Il patron di Spotify non è però un’eccezione, tutt’altro. La cosiddetta “Paypal Mafia”, sotto l’influenza dell’investitore Peter Thiel e del suo venture capital Founders Fund, si è concentrata sul dar vita a tutta una serie di start-up dai nomi ispirati alla mitologia de Il Signore degli Anelli che si sono focalizzate su attività militari e di spionaggio. Thiel è alle radici di Palantir — azienda che analizza i Big Data per polizie ed esercito — e di Anduril, realtà specializzata nella creazione di mezzi militari autonomi. Kevin Hartz, ex partner del Founders Fund, ha invece lanciato Sauron, impresa che punta a militarizzare la sicurezza domestica. Thiel ha inoltre avuto un ruolo essenziale anche nel lancio di Neuralink e SpaceX e, attraverso Palantir, ha supportato DOGE, il “Dipartimento dell’Efficienza Governativa” che ha messo a soqquadro gli Stati Uniti.
Shyam Sankar (CTO di Palantir), Andrew “Boz” Bosworth (CTO di Meta), Kevin Weil (Chief Product Officer di OpenAI) e Bob McGrew (ex capo ricercatore di OpenAI) sono stati tutti arruolati come tenenti colonnelli part‐time nell’esercito statunitense, con l’obiettivo di portare i loro talenti tecnici all’interno del Pentagono.
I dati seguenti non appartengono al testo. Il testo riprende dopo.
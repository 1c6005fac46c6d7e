use regex::Regex;
use std::path::{Path, PathBuf};

use crate::autoload::{AutoloadSource, AutoloadState};
use crate::descriptor::TypeDescriptor;
use crate::error::ConfigError;
use crate::filter::{
    AnnotationFilter, CallbackFilter, DirectoryFilter, FilterChain, InstantiableFilter,
    InterfaceImplementationFilter, NamespaceFilter, PathFilter, Predicate, SuperclassFilter,
};
use crate::naming::Convention;
use crate::path::normalize_path;
use crate::reflect::Reflector;
use crate::sequence::{ClassSequence, Classes, RawClasses};
use crate::walk::{DirectoryWalker, PreFilter, PrefixWalker, WalkContext};

enum Source {
    Directory { root: PathBuf },
    Autoload(AutoloadState),
}

/// A reusable class query.
///
/// Configure it once, then call [`Finder::iter`] as often as needed: every
/// call walks the sources again and reflects lazily, one type per pull.
///
/// ```no_run
/// use class_discovery::{Finder, JavaReflector, AutoloadState, Convention, PrefixStyle};
///
/// let state = AutoloadState::new(Convention::java())
///     .with_prefix(PrefixStyle::Nested, "", "src/main/java");
/// let finder = Finder::in_dir("src/main/java", Convention::java(), JavaReflector::new(state))
///     .in_namespace(["org.example"])
///     .implementation_of(["org.example.api.Service"]);
///
/// for (name, descriptor) in finder.iter() {
///     println!("{name} {:?}", descriptor.file);
/// }
/// ```
pub struct Finder<R> {
    reflector: R,
    source: Source,
    convention: Convention,
    base_namespace: String,
    namespaces: Vec<String>,
    not_namespaces: Vec<String>,
    dirs: Vec<String>,
    namespace_filter: NamespaceFilter,
    directory_filter: DirectoryFilter,
    predicates: Vec<Box<dyn Predicate>>,
}

impl<R: Reflector> Finder<R> {
    /// Finder over a directory tree resolved by direct nesting. The
    /// convention is fixed here because every later filter is normalized
    /// with its separator.
    pub fn in_dir(root: impl AsRef<Path>, convention: Convention, reflector: R) -> Self {
        let root = PathBuf::from(normalize_path(root));
        Self::with_source(Source::Directory { root }, convention, reflector)
    }

    /// Finder over an autoloader. The tables are copied once, here.
    pub fn from_autoload(
        source: &impl AutoloadSource,
        convention: Convention,
        reflector: R,
    ) -> Result<Self, ConfigError> {
        Self::from_state(AutoloadState::snapshot(source, convention), reflector)
    }

    pub fn from_state(state: AutoloadState, reflector: R) -> Result<Self, ConfigError> {
        state.validate()?;
        let convention = state.convention.clone();
        Ok(Self::with_source(Source::Autoload(state), convention, reflector))
    }

    fn with_source(source: Source, convention: Convention, reflector: R) -> Self {
        Self {
            reflector,
            source,
            convention,
            base_namespace: String::new(),
            namespaces: Vec::new(),
            not_namespaces: Vec::new(),
            dirs: Vec::new(),
            namespace_filter: NamespaceFilter::default(),
            directory_filter: DirectoryFilter::default(),
            predicates: Vec::new(),
        }
    }

    pub fn reflector(&self) -> &R {
        &self.reflector
    }

    /// Namespace of the root directory. Only used for directory finders.
    pub fn base_namespace(mut self, namespace: impl Into<String>) -> Self {
        self.base_namespace = namespace.into();
        self
    }

    pub fn in_namespace<I, S>(mut self, namespaces: I) -> Self
    where
        I: IntoIterator<Item = S>,
        S: AsRef<str>,
    {
        let convention = &self.convention;
        self.namespaces.extend(
            namespaces
                .into_iter()
                .map(|ns| convention.trim_leading(ns.as_ref()).to_string()),
        );
        self.refresh_namespace_filter();
        self
    }

    pub fn not_in_namespace<I, S>(mut self, namespaces: I) -> Self
    where
        I: IntoIterator<Item = S>,
        S: AsRef<str>,
    {
        let convention = &self.convention;
        self.not_namespaces.extend(
            namespaces
                .into_iter()
                .map(|ns| convention.trim_leading(ns.as_ref()).to_string()),
        );
        self.refresh_namespace_filter();
        self
    }

    pub fn in_dirs<I, P>(mut self, dirs: I) -> Self
    where
        I: IntoIterator<Item = P>,
        P: AsRef<Path>,
    {
        self.dirs.extend(dirs.into_iter().map(normalize_path));
        self.directory_filter = DirectoryFilter::new(self.dirs.clone());
        self
    }

    pub fn implementation_of<I, S>(self, interfaces: I) -> Self
    where
        I: IntoIterator<Item = S>,
        S: AsRef<str>,
    {
        let filter = InterfaceImplementationFilter::new(self.convention.separator, interfaces);
        self.with_predicate(filter)
    }

    pub fn subclass_of<I, S>(self, classes: I) -> Self
    where
        I: IntoIterator<Item = S>,
        S: AsRef<str>,
    {
        let filter = SuperclassFilter::new(self.convention.separator, classes);
        self.with_predicate(filter)
    }

    pub fn annotated_by<I, S>(self, annotations: I) -> Self
    where
        I: IntoIterator<Item = S>,
        S: AsRef<str>,
    {
        let filter = AnnotationFilter::new(self.convention.separator, annotations);
        self.with_predicate(filter)
    }

    /// Keeps types whose source path matches `pattern`.
    pub fn path(self, pattern: &str) -> Result<Self, ConfigError> {
        let re = compile(pattern)?;
        Ok(self.with_predicate(PathFilter::include(re)))
    }

    /// Drops types whose source path matches `pattern`.
    pub fn not_path(self, pattern: &str) -> Result<Self, ConfigError> {
        let re = compile(pattern)?;
        Ok(self.with_predicate(PathFilter::exclude(re)))
    }

    pub fn skip_non_instantiable(self) -> Self {
        self.with_predicate(InstantiableFilter)
    }

    pub fn filter<F>(self, callback: F) -> Self
    where
        F: Fn(&str, &TypeDescriptor) -> bool + 'static,
    {
        self.with_predicate(CallbackFilter::new(callback))
    }

    pub fn with_predicate(mut self, predicate: impl Predicate + 'static) -> Self {
        self.predicates.push(Box::new(predicate));
        self
    }

    /// Starts a fresh traversal.
    ///
    /// Namespace and directory restrictions are checked first, whenever they
    /// were configured, since they cost no reflection. The remaining
    /// predicates run in registration order.
    pub fn iter(&self) -> Classes<'_> {
        let filter = PreFilter::new(
            &self.convention,
            &self.namespaces,
            &self.not_namespaces,
            &self.dirs,
        );
        let ctx = WalkContext::new(&self.reflector, &self.convention, filter);

        let raw: RawClasses<'_> = match &self.source {
            Source::Directory { root } => {
                Box::new(DirectoryWalker::new(root, &self.base_namespace, ctx))
            }
            Source::Autoload(state) => Box::new(PrefixWalker::new(state, ctx)),
        };

        let mut chain = FilterChain::default();
        if !self.namespace_filter.is_empty() {
            chain.push(&self.namespace_filter);
        }
        if !self.directory_filter.is_empty() {
            chain.push(&self.directory_filter);
        }
        for predicate in &self.predicates {
            chain.push(predicate.as_ref());
        }

        Classes::new(ClassSequence::new(raw), chain, &self.reflector)
    }

    fn refresh_namespace_filter(&mut self) {
        self.namespace_filter =
            NamespaceFilter::new(self.namespaces.clone(), self.not_namespaces.clone());
    }
}

impl<'a, R: Reflector> IntoIterator for &'a Finder<R> {
    type Item = (String, TypeDescriptor);
    type IntoIter = Classes<'a>;

    fn into_iter(self) -> Self::IntoIter {
        self.iter()
    }
}

fn compile(pattern: &str) -> Result<Regex, ConfigError> {
    Regex::new(pattern).map_err(|source| ConfigError::InvalidPattern {
        pattern: pattern.to_string(),
        source,
    })
}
Sam Altman, CEO di OpenAI, ha diversificato i suoi investimenti co-fondando World, un servizio di scansione oculare che si presta naturalmente alla sorveglianza, ma che è pensato formalmente per compensare l’esplosione dei profili gestiti da IA, verificando l’“umanità” dell’utente. Un obiettivo ironico, se si considera che la crescita esponenziale di questi falsi profili sia in parte attribuibile proprio a OpenAI — azienda che, peraltro, ha siglato a inizio mese un contratto da 200 milioni di dollari per concedere al Dipartimento della Difesa statunitense i suoi strumenti di intelligenza artificiale.
Complice la corsa al riarmo che sta investendo le nazioni di tutto il mondo, il settore bellico e della sicurezza rappresenta per il mondo imprenditoriale una risorsa su cui investire fortemente, un obiettivo finanziariamente molto più interessante di quella “green economy” che è ormai finita in secondo piano. Se oggi i grandi capitali si orientano verso guerra e sorveglianza, però, chi potrà ancora permettersi di investire nella pace?